I wore glasses from the age of four to the age of sixteen, as my eyesight went from far-sightedness to "normal." I resumed wearing them a few years later, as my eyesight began to trend toward near-sightedness. My eye doctor was local, in Jacksonville, Florida, where I grew up, but the professional who made my eyeglasses was in Cleveland, Ohio.
He was my granduncle, Lawrence Leslie Reed (1896-1971), my mother's uncle. He was an optician. He was born into the large family of Francis Harvey Reed and Florence Elizabeth McKee on 2 May 1896 in Logansport, Indiana. No matter the degree, we all just called him Uncle Lawrence. I never met him, but for years, I wore glasses he made for me. My aunt Elizabeth Reed would order glasses for me every time I was given a new prescription by my eye doctor.
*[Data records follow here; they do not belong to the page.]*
//! Common utilities for GPU integration tests.
//!
//! This module provides shared test infrastructure that can be reused
//! across different backend implementations.

use std::cell::RefCell;
use std::sync::Arc;

use strata_graphics::{
    BackendType, CommandList, Fence, FramePipeline, FramesInFlight, GraphicsDevice,
    GraphicsInstance, InstanceParameters, MeshGeometryDescriptor, SubmeshGeometry,
};

/// Route `log` output through the test harness. Safe to call repeatedly.
pub fn init_logger() {
    let _ = env_logger::builder().is_test(true).try_init();
}

/// Generate a deterministic byte pattern.
pub fn generate_test_pattern(size: usize) -> Vec<u8> {
    (0..size).map(|i| (i % 256) as u8).collect()
}

// ============================================================================
// Backend Enumeration
// ============================================================================

/// Available GPU backends for testing.
#[derive(Debug, Clone, Copy, PartialEq, Eq, Hash)]
pub enum Backend {
    /// Dummy backend (host-memory device).
    Dummy,
    /// WebGPU backend (via wgpu).
    WebGpu,
}

impl Backend {
    /// Check if this backend is compiled in.
    pub fn is_available(&self) -> bool {
        match self {
            Backend::Dummy => true,
            #[cfg(feature = "wgpu-backend")]
            Backend::WebGpu => true,
            #[cfg(not(feature = "wgpu-backend"))]
            Backend::WebGpu => false,
        }
    }

    /// Get the backend name for display.
    #[allow(dead_code)]
    pub fn name(&self) -> &'static str {
        match self {
            Backend::Dummy => "dummy",
            Backend::WebGpu => "webgpu",
        }
    }

    /// Convert to InstanceParameters for creating a GraphicsInstance.
    pub fn to_instance_parameters(self) -> InstanceParameters {
        match self {
            Backend::Dummy => InstanceParameters::new().with_backend(BackendType::Dummy),
            Backend::WebGpu => InstanceParameters::new().with_backend(BackendType::Wgpu),
        }
    }
}

// ============================================================================
// Test Context
// ============================================================================

/// Test context providing access to graphics resources.
///
/// Owns the instance, device and a frame pipeline for one test.
pub struct TestContext {
    /// The backend being tested.
    #[allow(dead_code)]
    pub backend: Backend,
    #[allow(dead_code)]
    instance: Arc<GraphicsInstance>,
    /// Graphics device for creating resources.
    pub device: Arc<GraphicsDevice>,
    pipeline: RefCell<FramePipeline>,
}

impl TestContext {
    /// Create a new test context for the given backend.
    ///
    /// Returns `None` if the backend is not compiled in or no adapter exists.
    pub fn new(backend: Backend) -> Option<Self> {
        Self::with_frames(backend, FramesInFlight::DEFAULT)
    }

    /// Create a context whose pipeline runs `frames` frames in flight.
    pub fn with_frames(backend: Backend, frames: FramesInFlight) -> Option<Self> {
        init_logger();
        if !backend.is_available() {
            return None;
        }

        let params = backend.to_instance_parameters();
        let instance = GraphicsInstance::with_parameters(params).ok()?;
        let device = instance.create_device().ok()?;
        let pipeline = device.create_pipeline(frames);

        Some(Self {
            backend,
            instance,
            device,
            pipeline: RefCell::new(pipeline),
        })
    }

    /// Submit `commands` and block until they have executed.
    pub fn submit_and_wait(&self, commands: CommandList) -> Fence {
        let fence = self.device.submit(commands).expect("Failed to submit");
        fence.wait();
        fence
    }

    /// Run one frame: wait for a free slot, let `record` fill a command list
    /// for it, submit, and advance the pipeline.
    pub fn run_frame(&self, record: impl FnOnce(usize, &mut CommandList)) {
        let mut pipeline = self.pipeline.borrow_mut();
        let slot = pipeline.begin_frame();
        let mut commands = self.device.create_command_list(format!("frame_{slot}"));
        record(slot, &mut commands);
        let fence = self.device.submit(commands).expect("Failed to submit frame");
        pipeline.end_frame(fence);
    }

    /// Block until every submitted frame has completed.
    pub fn wait_idle(&self) {
        self.pipeline.borrow().wait_idle();
    }
}

impl Drop for TestContext {
    fn drop(&mut self) {
        // Ensure GPU is idle before cleanup
        self.pipeline.borrow().wait_idle();
    }
}

// ============================================================================
// Geometry Helpers
// ============================================================================

/// Vertex with position and texture coordinate.
#[repr(C)]
#[derive(Debug, Clone, Copy, bytemuck::Pod, bytemuck::Zeroable)]
pub struct QuadVertex {
    pub position: [f32; 3],
    pub uv: [f32; 2],
}

/// Two quads side by side in one vertex/index buffer pair.
///
/// `left` indexes vertices 0..4 directly; `right` reuses the same six indices
/// with a base vertex of 4.
#[allow(dead_code)]
pub fn two_quads(name: &str) -> MeshGeometryDescriptor {
    let quad = |x: f32| {
        [
            QuadVertex {
                position: [x, 0.0, 0.0],
                uv: [0.0, 1.0],
            },
            QuadVertex {
                position: [x + 1.0, 0.0, 0.0],
                uv: [1.0, 1.0],
            },
            QuadVertex {
                position: [x + 1.0, 1.0, 0.0],
                uv: [1.0, 0.0],
            },
            QuadVertex {
                position: [x, 1.0, 0.0],
                uv: [0.0, 0.0],
            },
        ]
    };
    let vertices: Vec<QuadVertex> = quad(-1.0).into_iter().chain(quad(0.5)).collect();

    MeshGeometryDescriptor::new(name)
        .with_vertices(&vertices)
        .with_indices_u16(&[0, 1, 2, 0, 2, 3, 0, 1, 2, 0, 2, 3])
        .with_submesh("left", SubmeshGeometry::new(6, 0, 0))
        .with_submesh("right", SubmeshGeometry::new(6, 6, 4))
}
And when the new pair arrived, I would go around the corner to the next street, where Aunt Elizabeth, whom we all called "Sissy," as she was my mother's adoptive sister, lived with her mother, my grandma Mary Reed, and pick up my new glasses. My grandma's nickname was "Chollie." Yes, there's a story there.
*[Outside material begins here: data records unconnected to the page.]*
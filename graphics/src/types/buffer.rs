//! Buffer types and descriptors.

use bitflags::bitflags;

use super::{MemoryLocation, ResourceState};

bitflags! {
    /// Usage flags for buffers.
    #[derive(Debug, Clone, Copy, PartialEq, Eq, Hash)]
    pub struct BufferUsage: u32 {
        /// Buffer can be used as a vertex buffer.
        const VERTEX = 1 << 0;
        /// Buffer can be used as an index buffer.
        const INDEX = 1 << 1;
        /// Buffer can be used as a uniform (constant) buffer.
        const UNIFORM = 1 << 2;
        /// Buffer can be used as a storage buffer.
        const STORAGE = 1 << 3;
        /// Buffer can be used as an indirect buffer.
        const INDIRECT = 1 << 4;
        /// Buffer can be copied from.
        const COPY_SRC = 1 << 5;
        /// Buffer can be copied to.
        const COPY_DST = 1 << 6;
    }
}

impl Default for BufferUsage {
    fn default() -> Self {
        Self::empty()
    }
}

/// Descriptor for creating a buffer.
///
/// ```
/// use strata_graphics::{BufferDescriptor, BufferUsage, MemoryLocation};
///
/// let desc = BufferDescriptor::new(1024, BufferUsage::COPY_SRC)
///     .with_memory(MemoryLocation::CpuToGpu)
///     .with_label("box_uploader");
/// assert_eq!(desc.label.as_deref(), Some("box_uploader"));
/// ```
#[derive(Debug, Clone, PartialEq, Eq, Hash, Default)]
pub struct BufferDescriptor {
    /// Debug label for the buffer.
    pub label: Option<String>,
    /// Size in bytes.
    pub size: u64,
    /// Usage flags.
    pub usage: BufferUsage,
    /// Memory heap.
    pub memory: MemoryLocation,
    /// State the buffer is created in.
    pub initial_state: ResourceState,
}

impl BufferDescriptor {
    /// Create a new device-local buffer descriptor.
    pub fn new(size: u64, usage: BufferUsage) -> Self {
        Self {
            label: None,
            size,
            usage,
            memory: MemoryLocation::GpuOnly,
            initial_state: ResourceState::Common,
        }
    }

    /// Set the debug label.
    pub fn with_label(mut self, label: impl Into<String>) -> Self {
        self.label = Some(label.into());
        self
    }

    /// Set the memory heap.
    pub fn with_memory(mut self, memory: MemoryLocation) -> Self {
        self.memory = memory;
        self
    }

    /// Set the initial residency state.
    pub fn with_initial_state(mut self, state: ResourceState) -> Self {
        self.initial_state = state;
        self
    }

    /// The label, or `"unnamed"` if none was set.
    pub fn label_or_default(&self) -> &str {
        self.label.as_deref().unwrap_or("unnamed")
    }
}

/// Arguments for an indexed indirect draw call.
///
/// This struct matches the GPU layout for `wgpu::DrawIndexedIndirect`.
/// The buffer containing these arguments must have [`BufferUsage::INDIRECT`].
///
/// # Memory Layout
///
/// - Total size: 20 bytes
/// - Alignment: 4 bytes
#[repr(C)]
#[derive(Debug, Clone, Copy, PartialEq, Eq, Hash, Default, bytemuck::Pod, bytemuck::Zeroable)]
pub struct DrawIndexedIndirectArgs {
    /// Number of indices to draw.
    pub index_count: u32,
    /// Number of instances to draw.
    pub instance_count: u32,
    /// Index of the first index to draw.
    pub first_index: u32,
    /// Value added to each index before reading from the vertex buffer.
    pub base_vertex: i32,
    /// Instance ID of the first instance to draw.
    pub first_instance: u32,
}

impl DrawIndexedIndirectArgs {
    /// Size of the struct in bytes.
    pub const SIZE: u64 = std::mem::size_of::<Self>() as u64;

    /// Create new indexed indirect draw arguments.
    pub fn new(index_count: u32, instance_count: u32) -> Self {
        Self {
            index_count,
            instance_count,
            first_index: 0,
            base_vertex: 0,
            first_instance: 0,
        }
    }

    /// Set the first index.
    pub fn with_first_index(mut self, first_index: u32) -> Self {
        self.first_index = first_index;
        self
    }

    /// Set the base vertex offset.
    pub fn with_base_vertex(mut self, base_vertex: i32) -> Self {
        self.base_vertex = base_vertex;
        self
    }

    /// Convert to bytes for uploading to a buffer.
    pub fn as_bytes(&self) -> &[u8] {
        bytemuck::bytes_of(self)
    }
}

#[cfg(test)]
mod tests {
    use super::*;

    #[test]
    fn test_descriptor_defaults() {
        let desc = BufferDescriptor::new(64, BufferUsage::VERTEX);
        assert_eq!(desc.memory, MemoryLocation::GpuOnly);
        assert_eq!(desc.initial_state, ResourceState::Common);
        assert_eq!(desc.label_or_default(), "unnamed");
    }

    #[test]
    fn test_descriptor_builders() {
        let desc = BufferDescriptor::new(64, BufferUsage::UNIFORM)
            .with_memory(MemoryLocation::CpuToGpu)
            .with_initial_state(ResourceState::GenericRead)
            .with_label("pass_cb");
        assert_eq!(desc.memory, MemoryLocation::CpuToGpu);
        assert_eq!(desc.initial_state, ResourceState::GenericRead);
        assert_eq!(desc.label_or_default(), "pass_cb");
    }

    #[test]
    fn test_indexed_args_layout() {
        assert_eq!(DrawIndexedIndirectArgs::SIZE, 20);
        let args = DrawIndexedIndirectArgs::new(36, 1)
            .with_first_index(6)
            .with_base_vertex(-4);
        let bytes = args.as_bytes();
        assert_eq!(bytes.len(), 20);
        assert_eq!(&bytes[8..12], &6u32.to_ne_bytes());
        assert_eq!(&bytes[12..16], &(-4i32).to_ne_bytes());
    }
}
I never had a choice of frames, and for some reason -- I guess because I was a young girl -- Uncle Lawrence favored sending me glasses with pink frames. I never could stand pink. I was a tomboy, a climber of trees, player of baseball, and rider of my bicycle all over the south side of Jacksonville. My favorite color has always been blue. But sometimes, when in my adult years I did pick my own frames, after Uncle Lawrence passed on, I would pick pink. Maybe it was in tribute to the far-away granduncle who made my glasses and selected my frames so long ago.
1 comment:
Awww, that is a nice way to remember him.